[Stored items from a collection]
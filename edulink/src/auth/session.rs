//! Session binding: minting token pairs, persisting the refresh slot, and
//! the cookie plumbing shared by login, renewal and logout.
//!
//! The only mutable per-user session state is the refresh-token slot on the
//! identity record. [`establish_session`] overwrites it unconditionally, so
//! the previously issued refresh token becomes unusable the instant the new
//! one is stored: single active token, no grace window.

use axum::http::HeaderMap;
use serde::{Deserialize, Serialize};
use sqlx::SqliteConnection;
use utoipa::ToSchema;

use crate::{
    api::models::users::CurrentUser,
    auth::tokens,
    config::Config,
    db::{handlers::Users, models::users::UserDBResponse},
    errors::Result,
};

/// A freshly minted access/refresh token pair.
#[derive(Debug, Clone, Serialize, Deserialize, ToSchema)]
pub struct TokenPair {
    pub access_token: String,
    pub refresh_token: String,
}

/// Mint a new token pair for the user and persist the refresh token into the
/// session binding slot, replacing whatever was there.
pub async fn establish_session(db: &mut SqliteConnection, user: &UserDBResponse, config: &Config) -> Result<TokenPair> {
    let identity = CurrentUser::from(user.clone());
    let access_token = tokens::issue_access_token(&identity, config)?;
    let refresh_token = tokens::issue_refresh_token(user.id, config)?;

    Users::new(db).set_refresh_token(user.id, Some(&refresh_token)).await?;

    Ok(TokenPair {
        access_token,
        refresh_token,
    })
}

/// Build the Set-Cookie values carrying a token pair.
pub fn session_cookies(pair: &TokenPair, config: &Config) -> [String; 2] {
    let session = &config.auth.session;
    [
        format_cookie(
            &session.access_cookie_name,
            &pair.access_token,
            config.auth.access_token_ttl.as_secs(),
            config,
        ),
        format_cookie(
            &session.refresh_cookie_name,
            &pair.refresh_token,
            config.auth.refresh_token_ttl.as_secs(),
            config,
        ),
    ]
}

/// Build expired Set-Cookie values clearing both token cookies.
pub fn clear_session_cookies(config: &Config) -> [String; 2] {
    let session = &config.auth.session;
    [
        format_cookie(&session.access_cookie_name, "", 0, config),
        format_cookie(&session.refresh_cookie_name, "", 0, config),
    ]
}

/// The Secure flag is applied uniformly from configuration; there is no
/// per-endpoint variation.
fn format_cookie(name: &str, value: &str, max_age: u64, config: &Config) -> String {
    let session = &config.auth.session;
    let mut cookie = format!(
        "{}={}; Path=/; HttpOnly; SameSite={}; Max-Age={}",
        name, value, session.cookie_same_site, max_age
    );
    if session.cookie_secure {
        cookie.push_str("; Secure");
    }
    cookie
}

/// Extract a cookie value from a request's Cookie header.
pub fn cookie_value(headers: &HeaderMap, name: &str) -> Option<String> {
    let cookie_header = headers.get(axum::http::header::COOKIE)?;
    let cookie_str = cookie_header.to_str().ok()?;

    for cookie in cookie_str.split(';') {
        let cookie = cookie.trim();
        if let Some((cookie_name, value)) = cookie.split_once('=') {
            if cookie_name == name {
                return Some(value.to_string());
            }
        }
    }
    None
}
//! Database record structures, separate from the API contract so storage and
//! API representations can evolve independently.

pub mod contents;
pub mod courses;
pub mod users;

- [Work instructions]
From the entries, copy out each line containing the word "there".

- [Completed task]
/// session binding slot, replacing whatever was there.
/// The Secure flag is applied uniformly from configuration; there is no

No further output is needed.